Bugun...




facebook-paylas
Bireysel krediler… 4-7-2018
Tarih: 04-07-2018 10:15:00 Güncelleme: 04-07-2018 10:15:00


Türkiye’deki sorunlu kredi oranı Euro bölgesinden daha iyi seviyede… 2013’te Euro bölgesindeki sorunlu krediler toplam kredilerin yüzde 8’ine karşılık gelerek zirveye çıktı. Bugüne kadar bazı ülkelerde kademeli olarak azaldı, 2016’da Avrupa’daki ortalama rakam yüzde 5’in biraz üzeriydi. Ancak bu görünüm, AB ülkelerindeki keskin farklılıkları maskeliyor. 2016 Haziran ayı itibarı ile büyük bankalardaki sorunlu krediler Yunanistan’da yüzde 47, Güney Kıbrıs’ta yüzde 45, Bulgaristan, Macaristan, İrlanda, İtalya, Portekiz ve Slovenya’da yüzde 20 civarındaydı.

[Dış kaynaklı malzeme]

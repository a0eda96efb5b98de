//! Stack-map recomputation for rewritten method bodies.
//!
//! When a patch synthesizes a method body (or splices foreign
//! instructions into one) the original `StackMapTable` is useless. This
//! module re-derives it: a worklist walk over the instruction list
//! simulates the operand stack and local slots, merges states at branch
//! joins and handler entries, and emits a full frame at every jump
//! target. Reference-type joins are delegated to a
//! [`SuperTypeResolver`] so no class ever has to be loaded.

use std::collections::HashMap;

use crate::code::{
    CodeBody, CodeItem, FrameKind, Insn, Label, Operand, StackMapEntry, VerificationType,
};
use crate::constants::{ConstantPool, Pool};
use crate::descriptors;
use crate::errors::class_writing::{WritingCause, WritingError};
use crate::opcodes as op;

/// Answers "what is the most specific common ancestor of two class
/// names". Implementations must never answer by loading classes.
pub trait SuperTypeResolver {
    fn common_superclass(&self, a: &str, b: &str) -> String;
}

const JAVA_LANG_OBJECT: &str = "java/lang/Object";

#[derive(Clone, Debug, PartialEq)]
enum VType {
    Top,
    Int,
    Float,
    Long,
    Double,
    Null,
    UninitThis,
    Ref(String),
    Uninit(Label),
}

impl VType {
    fn is_category2(&self) -> bool {
        matches!(self, VType::Long | VType::Double)
    }

    fn width(&self) -> u16 {
        if self.is_category2() {
            2
        } else {
            1
        }
    }

    fn from_descriptor(descriptor: &str) -> VType {
        match descriptor.as_bytes().first() {
            Some(b'B' | b'C' | b'S' | b'Z' | b'I') => VType::Int,
            Some(b'F') => VType::Float,
            Some(b'J') => VType::Long,
            Some(b'D') => VType::Double,
            Some(b'L') => VType::Ref(descriptor[1..descriptor.len() - 1].to_string()),
            Some(b'[') => VType::Ref(descriptor.to_string()),
            _ => VType::Top,
        }
    }
}

fn err(msg: String) -> WritingError {
    WritingError::new(WritingCause::FrameComputation(msg), "")
}

fn merge(a: &VType, b: &VType, resolver: &dyn SuperTypeResolver) -> VType {
    if a == b {
        return a.clone();
    }
    match (a, b) {
        (VType::Null, VType::Ref(_)) => b.clone(),
        (VType::Ref(_), VType::Null) => a.clone(),
        (VType::Ref(x), VType::Ref(y)) => {
            // Arrays join at Object; precise array covariance is never
            // needed for the frames this tool emits.
            if x.starts_with('[') || y.starts_with('[') {
                VType::Ref(JAVA_LANG_OBJECT.to_string())
            } else {
                VType::Ref(resolver.common_superclass(x, y))
            }
        }
        _ => VType::Top,
    }
}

Türkiye’de ise 2007-2008’de yüzde 3,5 oranında gerçekleşen sorunlu kredi oranının 2008 kriziyle birlikte Avupa’ya paralel arttığını, 2009’dan itibaren ise ekonomideki gelişmeler ve önlemlerin sonucunda düşüşe geçti. 2016 sonunda Türkiye’de sorunlu kredi oranıyüzde 3,2 olarak gerçekleşti.

Türkiye sorunlu kredi oranında pek çok gelişmekte olan ülkeden daha iyi seviyede görünüyor. Bu bize bankaların etkin risk yönetimi gerçekleştirdiğini ifade ediyor. Bankaların krediler için ayırdığı özel karşılık oranına baktığımızda 2016’da gerçekleşen rakam yüzde 78,3…

Geçmiş yıla göre artış var. Türkiye, Avrupa’ya göre takipteki krediler için daha yüksek oranlarda özel karşılık ayırıyor. Yani Türk bankaları neredeyse verdikleri kredi kadar bir miktarı karşılık olarak ellerinde tutuyor, risk düşüyor. Ama bu aynı zamanda bankaların sorunlu krediler için sermayelerini, yönetimlerinin zamanını ve dikkatini tükettiği anlamına da geliyor.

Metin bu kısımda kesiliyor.